For clinicians and patients, the implications are substantial. ASCO's chief medical officer called the results a "grand slam," and leading oncologists confirmed daraxonrasib should be considered the new standard of care for second-line metastatic pancreatic cancer. The FDA has already approved an expanded access program, allowing some patients to access the drug before formal approval.

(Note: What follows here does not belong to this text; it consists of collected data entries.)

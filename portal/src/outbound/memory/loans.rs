//! Loan endpoints with the backend's workflow rules.

use async_trait::async_trait;
use chrono::{DateTime, Utc};
use pagination::{Page, PageRequest};

use super::{Account, InMemoryBackend, State, business_error, require_role};
use crate::domain::ports::{GatewayError, LoanGateway};
use crate::domain::{
    AuditEntry, BearerToken, Financials, Loan, LoanApplication, LoanId, LoanStatus, Role,
    Sanction, StatusChange,
};

impl State {
    fn loan_mut(&mut self, id: &LoanId) -> Result<&mut Loan, GatewayError> {
        self.loans
            .iter_mut()
            .find(|loan| &loan.id == id)
            .ok_or_else(|| GatewayError::not_found(format!("loan {id} not found")))
    }
}

fn owns(caller: &Account, loan: &Loan) -> bool {
    loan.created_by
        .as_deref()
        .is_none_or(|by| by == caller.email.as_ref() || by == caller.id.as_str())
}

fn require_owner(caller: &Account, loan: &Loan) -> Result<(), GatewayError> {
    if owns(caller, loan) {
        Ok(())
    } else {
        Err(GatewayError::forbidden("Access Denied"))
    }
}

fn require_status(loan: &Loan, expected: LoanStatus, message: &str) -> Result<(), GatewayError> {
    if loan.status == expected {
        Ok(())
    } else {
        Err(business_error(message))
    }
}

fn check_application(application: &LoanApplication) -> Result<(), GatewayError> {
    application
        .validate()
        .map_err(|error| business_error(format!("{}: {error}", error.field())))
}

fn check_financials(financials: &Financials) -> Result<(), GatewayError> {
    if financials.revenue <= 0.0 {
        return Err(business_error("Revenue must be greater than zero"));
    }
    if financials.rating.trim().is_empty() {
        return Err(business_error("Financial rating is required"));
    }
    Ok(())
}

fn audit(
    loan: &mut Loan,
    caller: &Account,
    action: &str,
    comments: impl Into<String>,
    now: DateTime<Utc>,
) {
    loan.updated_by = Some(caller.id.as_str().to_owned());
    loan.updated_at = Some(now);
    loan.actions.push(AuditEntry {
        by: Some(caller.id.as_str().to_owned()),
        action: action.to_owned(),
        comments: Some(comments.into()),
        timestamp: Some(now),
    });
}

fn apply_change(
    loan: &mut Loan,
    caller: &Account,
    change: &StatusChange,
    now: DateTime<Utc>,
) -> Result<(), GatewayError> {
    match change {
        StatusChange::Submit => {
            require_role(caller, &[Role::User])?;
            require_owner(caller, loan)?;
            require_status(loan, LoanStatus::Draft, "Only DRAFT loans can be submitted")?;
            check_financials(&loan.financials)?;
            loan.status = LoanStatus::Submitted;
            audit(loan, caller, "SUBMITTED", "Loan submitted for approval", now);
        }
        StatusChange::MarkUnderReview => {
            require_role(caller, &[Role::Admin])?;
            require_status(
                loan,
                LoanStatus::Submitted,
                "Loan must be SUBMITTED to move to UNDER_REVIEW",
            )?;
            loan.status = LoanStatus::UnderReview;
            audit(loan, caller, "UNDER_REVIEW", "Loan moved to under review", now);
        }
        StatusChange::Approve => {
            require_role(caller, &[Role::Admin])?;
            require_status(loan, LoanStatus::UnderReview, "Loan must be UNDER_REVIEW to approve")?;
            loan.status = LoanStatus::Approved;
            loan.approved_by = Some(caller.id.as_str().to_owned());
            loan.approved_at = Some(now);
            audit(loan, caller, "APPROVED", "Loan approved", now);
        }
        StatusChange::Reject { reason } => {
            require_role(caller, &[Role::Admin])?;
            require_status(loan, LoanStatus::UnderReview, "Loan must be UNDER_REVIEW to reject")?;
            if reason.trim().is_empty() {
                return Err(business_error("Rejection reason is mandatory"));
            }
            loan.status = LoanStatus::Rejected;
            loan.rejection_reason = Some(reason.clone());
            audit(loan, caller, "REJECTED", reason.clone(), now);
        }
    }
    Ok(())
}

#[async_trait]
impl LoanGateway for InMemoryBackend {
    async fn list(
        &self,
        token: &BearerToken,
        request: PageRequest,
        status: Option<LoanStatus>,
    ) -> Result<Page<Loan>, GatewayError> {
        self.simulate_latency().await;
        let state = self.lock();
        state.caller(token)?;
        let matching: Vec<&Loan> = state
            .loans
            .iter()
            .filter(|loan| status.is_none_or(|wanted| loan.status == wanted))
            .collect();
        let total = u64::try_from(matching.len()).unwrap_or(u64::MAX);
        let offset = usize::try_from(request.offset()).unwrap_or(usize::MAX);
        let size = usize::try_from(request.size()).unwrap_or(usize::MAX);
        let content = matching
            .into_iter()
            .skip(offset)
            .take(size)
            .cloned()
            .collect();
        Ok(Page::assemble(content, request, total))
    }

    async fn get(&self, token: &BearerToken, id: &LoanId) -> Result<Loan, GatewayError> {
        self.simulate_latency().await;
        let mut state = self.lock();
        state.caller(token)?;
        state.loan_mut(id).map(|loan| loan.clone())
    }

    async fn create(
        &self,
        token: &BearerToken,
        application: &LoanApplication,
    ) -> Result<Loan, GatewayError> {
        self.simulate_latency().await;
        let now = self.clock.utc();
        let mut state = self.lock();
        let caller = state.caller(token)?;
        require_role(&caller, &[Role::User, Role::Admin])?;
        check_application(application)?;

        state.next_loan += 1;
        let id = LoanId::new(format!("loan-{}", state.next_loan))
            .map_err(|error| GatewayError::decode(error.to_string()))?;
        let loan = Loan {
            id,
            client_name: application.client_name.trim().to_owned(),
            loan_type: application.loan_type,
            requested_amount: application.requested_amount,
            proposed_interest_rate: application.proposed_interest_rate,
            tenure_months: application.tenure_months,
            financials: application.financials.clone(),
            status: LoanStatus::Draft,
            sanctioned_amount: None,
            approved_interest_rate: None,
            rejection_reason: None,
            deleted: false,
            created_by: Some(caller.email.to_string()),
            updated_by: None,
            approved_by: None,
            deleted_by: None,
            created_at: Some(now),
            updated_at: None,
            approved_at: None,
            deleted_at: None,
            actions: vec![AuditEntry {
                by: Some(caller.id.as_str().to_owned()),
                action: "CREATED".to_owned(),
                comments: Some("Loan created".to_owned()),
                timestamp: Some(now),
            }],
        };
        state.loans.push(loan.clone());
        Ok(loan)
    }

    async fn update(
        &self,
        token: &BearerToken,
        id: &LoanId,
        application: &LoanApplication,
    ) -> Result<Loan, GatewayError> {
        self.simulate_latency().await;
        let now = self.clock.utc();
        let mut state = self.lock();
        let caller = state.caller(token)?;
        require_role(&caller, &[Role::User])?;
        check_application(application)?;
        let loan = state.loan_mut(id)?;
        require_status(loan, LoanStatus::Draft, "Cannot edit loan after submission")?;
        require_owner(&caller, loan)?;

        loan.client_name = application.client_name.trim().to_owned();
        loan.loan_type = application.loan_type;
        loan.requested_amount = application.requested_amount;
        loan.proposed_interest_rate = application.proposed_interest_rate;
        loan.tenure_months = application.tenure_months;
        loan.financials = application.financials.clone();
        audit(loan, &caller, "UPDATED", "Loan fields updated", now);
        Ok(loan.clone())
    }

    async fn delete(&self, token: &BearerToken, id: &LoanId) -> Result<Loan, GatewayError> {
        self.simulate_latency().await;
        let now = self.clock.utc();
        let mut state = self.lock();
        let caller = state.caller(token)?;
        require_role(&caller, &[Role::Admin])?;
        let loan = state.loan_mut(id)?;
        loan.deleted = true;
        loan.deleted_at = Some(now);
        loan.deleted_by = Some(caller.id.as_str().to_owned());
        audit(loan, &caller, "DELETED", "Loan soft deleted", now);
        Ok(loan.clone())
    }

    async fn apply(
        &self,
        token: &BearerToken,
        id: &LoanId,
        change: &StatusChange,
    ) -> Result<Loan, GatewayError> {
        self.simulate_latency().await;
        let now = self.clock.utc();
        let mut state = self.lock();
        let caller = state.caller(token)?;
        let loan = state.loan_mut(id)?;
        apply_change(loan, &caller, change, now)?;
        Ok(loan.clone())
    }

    async fn sanction(
        &self,
        token: &BearerToken,
        id: &LoanId,
        sanction: &Sanction,
    ) -> Result<Loan, GatewayError> {
        self.simulate_latency().await;
        let now = self.clock.utc();
        let mut state = self.lock();
        let caller = state.caller(token)?;
        require_role(&caller, &[Role::Admin])?;
        let loan = state.loan_mut(id)?;
        require_status(loan, LoanStatus::UnderReview, "Loan must be UNDER_REVIEW to sanction")?;
        sanction
            .validate()
            .map_err(|error| business_error(error.to_string()))?;
        loan.sanctioned_amount = Some(sanction.sanctioned_amount);
        loan.approved_interest_rate = Some(sanction.approved_interest_rate);
        audit(loan, &caller, "SANCTIONED", "Loan sanctioned by admin", now);
        Ok(loan.clone())
    }
}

Caveats remain. Survival times, while dramatically improved, are still measured in months rather than years. The trial population was predominantly male, median age 65, and most had received prior first-line systemic therapy. Long-term data and broader real-world outcomes are still pending, and regulatory approval has not yet been granted.
Key Findings
- Daraxonrasib doubled overall survival vs chemotherapy: 13.2 months vs 6.6 months in RAS G12 patients
- Progression-free survival also doubled: 7.3 months vs 3.5 months with chemotherapy in the same population
- Drug targets RAS signaling pathway, mutated in over 90% of pancreatic cancer cases, previously seen as undruggable
- FDA authorized expanded access program in May 2026, enabling early patient access ahead of formal approval
- ASCO experts declared daraxonrasib the new second-line standard of care for metastatic pancreatic cancer
Methodology
This is a meeting coverage news report from MedPage Today based on phase III randomized controlled trial data presented at ASCO 2026. The findings were simultaneously published in the New England Journal of Medicine, a top-tier peer-reviewed journal, lending high credibility. The RASolute 302 trial enrolled 500 patients with clearly defined endpoints and statistically robust results.
Study Limitations
Full peer-reviewed publication details beyond the NEJM announcement have not been reviewed here; long-term survival and quality-of-life data are not yet available. The trial population skewed male and did not fully reflect all demographic groups. Formal FDA approval has not yet been granted, and real-world effectiveness may differ from controlled trial conditions.